//! # Page Mapper
//!
//! Pure translation from wire payloads to domain types.
//!
//! - Identifiers come from the trailing path segment of the resource URL,
//!   so `.../pokemon/25` and `.../pokemon/25/` both yield `25`.
//! - Names get their first character uppercased, nothing else.
//! - `has_more` follows the `next` continuation link, never item counts.

use std::fmt;

use super::types::{Item, Page, PageDto, PokemonDetail, PokemonDto, ResourceDto};

const ARTWORK_BASE_URL: &str =
    "https://raw.githubusercontent.com/PokeAPI/sprites/master/sprites/pokemon/other/official-artwork";

#[derive(Debug, Clone, PartialEq)]
pub enum MapError {
    /// URL has no trailing numeric segment (or it is zero).
    InvalidResourceUrl(String),
}

impl fmt::Display for MapError {
    fn fmt(&self, f: &mut fmt::Formatter<'_>) -> fmt::Result {
        match self {
            MapError::InvalidResourceUrl(url) => write!(f, "invalid resource url: {url:?}"),
        }
    }
}

impl std::error::Error for MapError {}

/// Maps one listing page. Fails on the first entry whose URL has no id.
pub fn map_page(dto: PageDto) -> Result<Page, MapError> {
    let has_more = dto.next.as_deref().is_some_and(|next| !next.is_empty());
    let items = dto
        .results
        .into_iter()
        .map(map_item)
        .collect::<Result<Vec<_>, _>>()?;
    Ok(Page { items, has_more })
}

pub fn map_item(resource: ResourceDto) -> Result<Item, MapError> {
    let id = extract_id(&resource.url)?;
    Ok(Item {
        id,
        name: capitalize(&resource.name),
        image_url: image_url(id),
    })
}

pub fn map_detail(dto: PokemonDto) -> PokemonDetail {
    let mut slots = dto.types;
    slots.sort_by_key(|t| t.slot);

    PokemonDetail {
        id: dto.id,
        name: capitalize(&dto.name),
        height: dto.height,
        weight: dto.weight,
        types: slots.iter().map(|t| capitalize(&t.kind.name)).collect(),
        stats: dto
            .stats
            .into_iter()
            .map(|s| (s.stat.name, s.base_stat))
            .collect(),
        image_url: image_url(dto.id),
    }
}

/// Parses the id out of `https://host/api/v2/pokemon/{id}[/]`.
pub fn extract_id(url: &str) -> Result<u32, MapError> {
    let trimmed = url.strip_suffix('/').unwrap_or(url);
    trimmed
        .rsplit('/')
        .next()
        .and_then(|segment| segment.parse::<u32>().ok())
        .filter(|id| *id > 0)
        .ok_or_else(|| MapError::InvalidResourceUrl(url.to_string()))
}

/// Uppercases the first character; the rest passes through untouched.
pub fn capitalize(name: &str) -> String {
    let mut chars = name.chars();
    match chars.next() {
        Some(first) => first.to_uppercase().chain(chars).collect(),
        None => String::new(),
    }
}

pub fn image_url(id: u32) -> String {
    format!("{ARTWORK_BASE_URL}/{id}.png")
}
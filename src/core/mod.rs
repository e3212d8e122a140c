//! # Core Application Logic
//!
//! List pagination, persistence, and configuration.
//! It knows nothing about any specific UI technology.
//!
//! ```text
//!                    ┌─────────────────────────┐
//!                    │         CORE            │
//!                    │  (this module)          │
//!                    │                         │
//!                    │  • UiState (observable) │
//!                    │  • ListController       │
//!                    │  • SnapshotStore        │
//!                    └───────────┬─────────────┘
//!                                │
//!            ┌───────────────────┼───────────────────┐
//!            ▼                   ▼                   ▼
//!     ┌────────────┐      ┌────────────┐      ┌────────────┐
//!     │    TUI     │      │    Web     │      │  Mobile    │
//!     │  Adapter   │      │  (future)  │      │  (future)  │
//!     │ (ratatui)  │      │            │      │            │
//!     └────────────┘      └────────────┘      └────────────┘
//! ```
//!
//! ## Modules
//!
//! - [`state`]: The `UiState` enum the renderer observes
//! - [`controller`]: `ListController`, the pagination state machine
//! - [`snapshot`]: The persisted snapshot and its stores
//! - [`config`]: Layered settings

pub mod config;
pub mod controller;
pub mod snapshot;
pub mod state;

pub use controller::{Lifecycle, ListController};
pub use snapshot::{FileSnapshotStore, MemorySnapshotStore, SnapshotRecord, SnapshotStore};
pub use state::UiState;
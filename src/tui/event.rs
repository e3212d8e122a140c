use std::time::Duration;

use crossterm::event::{self, Event, KeyCode, KeyEventKind, KeyModifiers, MouseEventKind};

/// TUI-specific input events
#[derive(Debug, Clone, Copy, PartialEq, Eq)]
pub enum TuiEvent {
    Quit,
    ForceQuit,
    Resize,

    // Navigation
    Up,
    Down,
    PageUp,
    PageDown,
    Home,
    End,
    Open,
    Back,

    // List actions
    Retry,
    Reload,
}

/// Poll for an event without blocking (returns immediately)
pub fn poll_event_immediate() -> Option<TuiEvent> {
    poll_event_timeout(Duration::ZERO)
}

/// Poll for an event, waiting up to `timeout`
pub fn poll_event_timeout(timeout: Duration) -> Option<TuiEvent> {
    if !event::poll(timeout).ok()? {
        return None;
    }
    match event::read().ok()? {
        Event::Key(key_event) if key_event.kind == KeyEventKind::Press => {
            log::debug!(
                "Key event: {:?} with modifiers {:?}",
                key_event.code,
                key_event.modifiers
            );
            match (key_event.modifiers, key_event.code) {
                (KeyModifiers::CONTROL, KeyCode::Char('c')) => Some(TuiEvent::ForceQuit),
                (_, KeyCode::Char('q')) => Some(TuiEvent::Quit),
                (_, KeyCode::Char('r')) => Some(TuiEvent::Retry),
                (_, KeyCode::Char('R')) => Some(TuiEvent::Reload),
                (_, KeyCode::Char('k')) | (_, KeyCode::Up) => Some(TuiEvent::Up),
                (_, KeyCode::Char('j')) | (_, KeyCode::Down) => Some(TuiEvent::Down),
                (_, KeyCode::PageUp) => Some(TuiEvent::PageUp),
                (_, KeyCode::PageDown) => Some(TuiEvent::PageDown),
                (_, KeyCode::Home) => Some(TuiEvent::Home),
                (_, KeyCode::End) => Some(TuiEvent::End),
                (_, KeyCode::Enter) => Some(TuiEvent::Open),
                (_, KeyCode::Esc) | (_, KeyCode::Backspace) => Some(TuiEvent::Back),
                _ => None,
            }
        }
        Event::Mouse(mouse_event) => match mouse_event.kind {
            MouseEventKind::ScrollUp => Some(TuiEvent::Up),
            MouseEventKind::ScrollDown => Some(TuiEvent::Down),
            _ => None,
        },
        Event::Resize(_, _) => Some(TuiEvent::Resize),
        _ => None,
    }
}
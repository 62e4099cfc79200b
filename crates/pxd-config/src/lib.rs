//! pxd-config
//!
//! Layered YAML configuration for the desk.
//!
//! - Layers merge in order; later documents override earlier ones key by key.
//! - The merged tree is serialized to canonical JSON and hashed (SHA-256) so
//!   a run can record exactly which configuration it used.
//! - String leaves that look like credentials abort loading
//!   (`CONFIG_SECRET_DETECTED`). Secrets belong in the environment.
//! - Each consumer mode declares which keys it reads; anything else in the
//!   tree is reported as unused (`CONFIG_UNUSED_KEYS`).
//! - [`DeskConfig`] is the typed view the binaries actually run on.

use anyhow::{bail, Context, Result};
use serde::{Deserialize, Serialize};
use serde_json::Value;
use sha2::{Digest, Sha256};
use std::collections::BTreeSet;
use std::fs;

mod desk;

pub use desk::{AuditSection, DeskConfig, LedgerSection, RuntimeSection};

/// Leaf strings starting with one of these abort loading.
const SECRET_PREFIXES: &[&str] = &[
    "sk-",        // Stripe / OpenAI style
    "sk_live",    // Stripe live
    "sk_test",    // Stripe test
    "AKIA",       // AWS access key ID
    "-----BEGIN", // PEM private keys
    "ghp_",       // GitHub PAT
    "gho_",       // GitHub OAuth
    "glpat-",     // GitLab PAT
    "xoxb-",      // Slack bot token
    "xoxp-",      // Slack user token
    "whsec_",     // webhook signing secret
];

// ---------------------------------------------------------------------------
// Consumption registry
// ---------------------------------------------------------------------------

/// Who is reading the configuration.
#[derive(Debug, Clone, Copy, PartialEq, Eq)]
pub enum ConfigMode {
    /// Long-running desk process.
    Daemon,
    /// Scripted ledger run from the CLI.
    Simulate,
}

impl ConfigMode {
    pub fn as_str(&self) -> &'static str {
        match self {
            ConfigMode::Daemon => "DAEMON",
            ConfigMode::Simulate => "SIMULATE",
        }
    }
}

#[derive(Debug, Clone, Copy, PartialEq, Eq)]
pub enum UnusedKeyPolicy {
    Warn,
    Fail,
}

#[derive(Debug, Clone, Serialize, Deserialize)]
pub struct UnusedKeyReport {
    pub mode: String,
    /// Consumed JSON-pointer prefixes used for this analysis (sorted, unique)
    pub consumed_prefixes: Vec<String>,
    /// Unused leaf pointers (sorted)
    pub unused_leaf_pointers: Vec<String>,
}

impl UnusedKeyReport {
    pub fn is_clean(&self) -> bool {
        self.unused_leaf_pointers.is_empty()
    }
}

/// JSON-pointer prefixes each mode reads through [`DeskConfig`].
///
/// Keep this in step with `desk.rs`: only list keys the mode really reads.
pub fn consumed_pointers_for_mode(mode: ConfigMode) -> &'static [&'static str] {
    match mode {
        ConfigMode::Daemon => &[
            "/ledger/commission_bps",
            "/ledger/trade_timeout_secs",
            "/ledger/cancel_limit",
            "/ledger/suspension_secs",
            "/runtime/sweep_interval_secs",
            "/runtime/large_trade_threshold_units",
            "/runtime/bus_capacity",
            "/runtime/report_interval_secs",
            "/audit/path",
            "/audit/hash_chain",
        ],

        // Simulation drives its own clock and has no background jobs.
        ConfigMode::Simulate => &[
            "/ledger/commission_bps",
            "/ledger/trade_timeout_secs",
            "/ledger/cancel_limit",
            "/ledger/suspension_secs",
            "/runtime/large_trade_threshold_units",
            "/runtime/bus_capacity",
            "/audit/path",
            "/audit/hash_chain",
        ],
    }
}

/// Produce an unused-key report for a given mode.
/// With `UnusedKeyPolicy::Fail` any unused key is an error.
pub fn report_unused_keys(
    mode: ConfigMode,
    config_json: &Value,
    policy: UnusedKeyPolicy,
) -> Result<UnusedKeyReport> {
    let consumed: BTreeSet<String> = consumed_pointers_for_mode(mode)
        .iter()
        .map(|p| normalize_pointer(p))
        .collect();
    let consumed_prefixes: Vec<String> = consumed.into_iter().collect();

    let mut leaves: Vec<String> = Vec::new();
    collect_leaf_pointers(config_json, "", &mut leaves);

    let mut unused: Vec<String> = leaves
        .into_iter()
        .filter(|lp| !consumed_prefixes.iter().any(|cp| is_prefix_pointer(cp, lp)))
        .collect();
    unused.sort();
    unused.dedup();

    let report = UnusedKeyReport {
        mode: mode.as_str().to_string(),
        consumed_prefixes,
        unused_leaf_pointers: unused,
    };

    if policy == UnusedKeyPolicy::Fail && !report.is_clean() {
        bail!(
            "CONFIG_UNUSED_KEYS (mode={}): {} unused config leaf key(s) detected. \
            Remove them or update the consumed registry. First few: {}",
            report.mode,
            report.unused_leaf_pointers.len(),
            preview_list(&report.unused_leaf_pointers, 12)
        );
    }

    Ok(report)
}

/// Leading "/" required; no trailing "/" unless the pointer is just "/".
fn normalize_pointer(p: &str) -> String {
    let mut s = p.trim().to_string();
    if s.is_empty() {
        return "/".to_string();
    }
    if !s.starts_with('/') {
        s.insert(0, '/');
    }
    while s.ends_with('/') && s.len() > 1 {
        s.pop();
    }
    s
}

/// "/a/b" covers "/a/b" and "/a/b/c" but not "/a/bc". "/" covers everything.
fn is_prefix_pointer(prefix: &str, leaf: &str) -> bool {
    if prefix == "/" || leaf == prefix {
        return true;
    }
    leaf.strip_prefix(prefix)
        .map(|rest| rest.starts_with('/'))
        .unwrap_or(false)
}

fn collect_leaf_pointers(v: &Value, prefix: &str, out: &mut Vec<String>) {
    match v {
        Value::Object(map) => {
            for (k, vv) in map.iter() {
                let next = format!("{}/{}", prefix, escape_pointer_token(k));
                collect_leaf_pointers(vv, &next, out);
            }
        }
        Value::Array(arr) => {
            for (i, vv) in arr.iter().enumerate() {
                let next = format!("{}/{}", prefix, i);
                collect_leaf_pointers(vv, &next, out);
            }
        }
        _ => {
            let p = if prefix.is_empty() {
                "/".to_string()
            } else {
                prefix.to_string()
            };
            out.push(p);
        }
    }
}

fn escape_pointer_token(s: &str) -> String {
    s.replace('~', "~0").replace('/', "~1")
}

fn preview_list(items: &[String], n: usize) -> String {
    let take = items.iter().take(n).cloned().collect::<Vec<_>>();
    format!("{:?}", take)
}

// ---------------------------------------------------------------------------
// Loading
// ---------------------------------------------------------------------------

#[derive(Debug, Clone)]
pub struct LoadedConfig {
    pub config_hash: String,
    pub canonical_json: String,
    pub config_json: Value,
}

impl LoadedConfig {
    /// Typed view with defaults filled in and values validated.
    pub fn desk(&self) -> Result<DeskConfig> {
        DeskConfig::from_json(&self.config_json)
    }
}

pub fn load_layered_yaml<P: AsRef<str>>(paths: &[P]) -> Result<LoadedConfig> {
    let mut docs: Vec<String> = Vec::new();
    for p in paths {
        let p = p.as_ref();
        let raw =
            fs::read_to_string(p).with_context(|| format!("failed to read yaml path: {p}"))?;
        docs.push(raw);
    }

    let doc_refs: Vec<&str> = docs.iter().map(|s| s.as_str()).collect();
    load_layered_yaml_from_strings(&doc_refs)
}

pub fn load_layered_yaml_from_strings(yaml_docs: &[&str]) -> Result<LoadedConfig> {
    let mut merged = serde_json::json!({});
    for raw in yaml_docs {
        let v_yaml: serde_yaml::Value = serde_yaml::from_str(raw).context("invalid yaml")?;
        let v_json = serde_json::to_value(v_yaml).context("yaml->json conversion failed")?;
        // An empty document parses as null; treat it as "no overrides".
        if v_json.is_null() {
            continue;
        }
        merged = deep_merge(merged, v_json);
    }

    enforce_no_secret_literals(&merged)?;

    let canonical_json = canonicalize_json(&merged)?;
    let config_hash = sha256_hex(canonical_json.as_bytes());
    Ok(LoadedConfig {
        config_hash,
        canonical_json,
        config_json: merged,
    })
}

fn deep_merge(a: Value, b: Value) -> Value {
    match (a, b) {
        (Value::Object(mut a_map), Value::Object(b_map)) => {
            for (k, b_val) in b_map {
                let a_val = a_map.remove(&k).unwrap_or(Value::Null);
                a_map.insert(k, deep_merge(a_val, b_val));
            }
            Value::Object(a_map)
        }
        (_, b_other) => b_other,
    }
}

fn canonicalize_json(v: &Value) -> Result<String> {
    // serde_json's default Map is a BTreeMap, so keys serialize sorted.
    serde_json::to_string(v).context("canonical json serialize failed")
}

fn sha256_hex(bytes: &[u8]) -> String {
    let mut hasher = Sha256::new();
    hasher.update(bytes);
    hex::encode(hasher.finalize())
}

fn enforce_no_secret_literals(v: &Value) -> Result<()> {
    let mut leaves = Vec::new();
    collect_leaf_pointers(v, "", &mut leaves);

    for ptr in leaves {
        if let Some(s) = v.pointer(&ptr).and_then(Value::as_str) {
            if looks_like_secret(s) {
                bail!("CONFIG_SECRET_DETECTED leaf={} value=REDACTED", ptr);
            }
        }
    }
    Ok(())
}

fn looks_like_secret(s: &str) -> bool {
    let t = s.trim();
    if t.len() < 8 {
        return false;
    }
    SECRET_PREFIXES.iter().any(|p| t.starts_with(p))
}

#[cfg(test)]
mod tests {
    use super::*;

    #[test]
    fn prefix_pointer_respects_segment_boundary() {
        assert!(is_prefix_pointer("/ledger", "/ledger/cancel_limit"));
        assert!(is_prefix_pointer("/ledger", "/ledger"));
        assert!(!is_prefix_pointer("/ledger", "/ledgers/x"));
        assert!(is_prefix_pointer("/", "/anything"));
    }

    #[test]
    fn normalize_adds_leading_and_strips_trailing_slash() {
        assert_eq!(normalize_pointer("audit/path/"), "/audit/path");
        assert_eq!(normalize_pointer(""), "/");
        assert_eq!(normalize_pointer("///"), "/");
    }

    #[test]
    fn pointer_tokens_are_escaped() {
        let v = serde_json::json!({"a/b": {"c~d": 1}});
        let mut out = Vec::new();
        collect_leaf_pointers(&v, "", &mut out);
        assert_eq!(out, vec!["/a~1b/c~0d".to_string()]);
        assert_eq!(v.pointer(&out[0]), Some(&serde_json::json!(1)));
    }

    #[test]
    fn short_strings_never_look_like_secrets() {
        assert!(!looks_like_secret("sk-1"));
        assert!(looks_like_secret("  sk_live_abcdefgh"));
        assert!(!looks_like_secret("desk-main"));
    }

    #[test]
    fn merge_replaces_scalars_and_recurses_into_maps() {
        let a = serde_json::json!({"ledger": {"cancel_limit": 10, "commission_bps": 50}});
        let b = serde_json::json!({"ledger": {"cancel_limit": 5}});
        let m = deep_merge(a, b);
        assert_eq!(
            m,
            serde_json::json!({"ledger": {"cancel_limit": 5, "commission_bps": 50}})
        );
    }
}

========================

Exercise details: All lines above containing the string "Deserialize": copy each one.

Expected output:
use serde::{Deserialize, Serialize};
#[derive(Debug, Clone, Serialize, Deserialize)]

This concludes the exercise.